:: Assignment ::
The material below must be restated exactly, line by line.

--------------------

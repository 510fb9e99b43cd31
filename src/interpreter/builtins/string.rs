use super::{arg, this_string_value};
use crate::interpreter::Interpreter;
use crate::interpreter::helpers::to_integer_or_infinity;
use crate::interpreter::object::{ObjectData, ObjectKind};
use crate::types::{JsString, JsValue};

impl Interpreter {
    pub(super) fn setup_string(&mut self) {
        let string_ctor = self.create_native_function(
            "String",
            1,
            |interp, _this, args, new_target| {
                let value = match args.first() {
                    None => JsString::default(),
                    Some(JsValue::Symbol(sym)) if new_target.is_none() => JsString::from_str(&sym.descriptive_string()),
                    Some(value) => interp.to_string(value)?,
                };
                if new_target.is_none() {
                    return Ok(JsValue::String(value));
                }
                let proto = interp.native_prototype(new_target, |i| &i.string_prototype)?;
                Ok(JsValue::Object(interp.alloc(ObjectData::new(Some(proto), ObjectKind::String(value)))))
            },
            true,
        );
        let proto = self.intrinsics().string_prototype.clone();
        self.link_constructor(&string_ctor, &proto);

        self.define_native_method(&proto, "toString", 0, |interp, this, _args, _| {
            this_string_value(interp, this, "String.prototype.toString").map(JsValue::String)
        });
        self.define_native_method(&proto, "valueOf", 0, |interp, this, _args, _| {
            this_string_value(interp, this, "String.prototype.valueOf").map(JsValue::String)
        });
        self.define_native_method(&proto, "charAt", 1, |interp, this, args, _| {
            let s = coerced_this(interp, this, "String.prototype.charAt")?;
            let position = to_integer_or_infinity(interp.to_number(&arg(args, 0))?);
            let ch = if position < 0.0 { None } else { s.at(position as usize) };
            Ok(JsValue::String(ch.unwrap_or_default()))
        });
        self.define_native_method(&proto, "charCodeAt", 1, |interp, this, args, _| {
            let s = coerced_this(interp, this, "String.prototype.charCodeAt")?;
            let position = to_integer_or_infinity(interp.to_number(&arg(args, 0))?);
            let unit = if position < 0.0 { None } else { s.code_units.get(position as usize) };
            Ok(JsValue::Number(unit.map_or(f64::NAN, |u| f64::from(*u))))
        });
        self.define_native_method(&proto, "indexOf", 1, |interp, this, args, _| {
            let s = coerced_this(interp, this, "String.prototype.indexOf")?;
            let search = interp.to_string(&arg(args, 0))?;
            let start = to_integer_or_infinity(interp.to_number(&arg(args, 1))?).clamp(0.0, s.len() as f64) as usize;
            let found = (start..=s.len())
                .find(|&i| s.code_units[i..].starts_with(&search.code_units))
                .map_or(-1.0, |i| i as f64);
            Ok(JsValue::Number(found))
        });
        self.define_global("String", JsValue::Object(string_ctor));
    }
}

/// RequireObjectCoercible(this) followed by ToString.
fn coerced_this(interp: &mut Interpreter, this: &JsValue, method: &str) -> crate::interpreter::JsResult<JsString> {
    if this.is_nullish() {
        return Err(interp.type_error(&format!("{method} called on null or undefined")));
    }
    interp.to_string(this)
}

--------------------

:: Answer space ::
repository 510fb9e99b43cd31
filename src/interpreter/builtins/string.rs
use super::{arg, this_string_value};
use crate::interpreter::Interpreter;
use crate::interpreter::helpers::to_integer_or_infinity;
use crate::interpreter::object::{ObjectData, ObjectKind};
use crate::types::{JsString, JsValue};

impl Interpreter {
    pub(super) fn setup_string(&mut self) {
        let string_ctor = self.create_native_function(
            "String",
            1,
            |interp, _this, args, new_target| {
                let value = match args.first() {
                    None => JsString::default(),
                    Some(JsValue::Symbol(sym)) if new_target.is_none() => JsString::from_str(&sym.descriptive_string()),
                    Some(value) => interp.to_string(value)?,
                };
                if new_target.is_none() {
                    return Ok(JsValue::String(value));
                }
                let proto = interp.native_prototype(new_target, |i| &i.string_prototype)?;
                Ok(JsValue::Object(interp.alloc(ObjectData::new(Some(proto), ObjectKind::String(value)))))
            },
            true,
        );
        let proto = self.intrinsics().string_prototype.clone();
        self.link_constructor(&string_ctor, &proto);

        self.define_native_method(&proto, "toString", 0, |interp, this, _args, _| {
            this_string_value(interp, this, "String.prototype.toString").map(JsValue::String)
        });
        self.define_native_method(&proto, "valueOf", 0, |interp, this, _args, _| {
            this_string_value(interp, this, "String.prototype.valueOf").map(JsValue::String)
        });
        self.define_native_method(&proto, "charAt", 1, |interp, this, args, _| {
            let s = coerced_this(interp, this, "String.prototype.charAt")?;
            let position = to_integer_or_infinity(interp.to_number(&arg(args, 0))?);
            let ch = if position < 0.0 { None } else { s.at(position as usize) };
            Ok(JsValue::String(ch.unwrap_or_default()))
        });
        self.define_native_method(&proto, "charCodeAt", 1, |interp, this, args, _| {
            let s = coerced_this(interp, this, "String.prototype.charCodeAt")?;
            let position = to_integer_or_infinity(interp.to_number(&arg(args, 0))?);
            let unit = if position < 0.0 { None } else { s.code_units.get(position as usize) };
            Ok(JsValue::Number(unit.map_or(f64::NAN, |u| f64::from(*u))))
        });
        self.define_native_method(&proto, "indexOf", 1, |interp, this, args, _| {
            let s = coerced_this(interp, this, "String.prototype.indexOf")?;
            let search = interp.to_string(&arg(args, 0))?;
            let start = to_integer_or_infinity(interp.to_number(&arg(args, 1))?).clamp(0.0, s.len() as f64) as usize;
            let found = (start..=s.len())
                .find(|&i| s.code_units[i..].starts_with(&search.code_units))
                .map_or(-1.0, |i| i as f64);
            Ok(JsValue::Number(found))
        });
        self.define_global("String", JsValue::Object(string_ctor));
    }
}

/// RequireObjectCoercible(this) followed by ToString.
fn coerced_this(interp: &mut Interpreter, this: &JsValue, method: &str) -> crate::interpreter::JsResult<JsString> {
    if this.is_nullish() {
        return Err(interp.type_error(&format!("{method} called on null or undefined")));
    }
    interp.to_string(this)
}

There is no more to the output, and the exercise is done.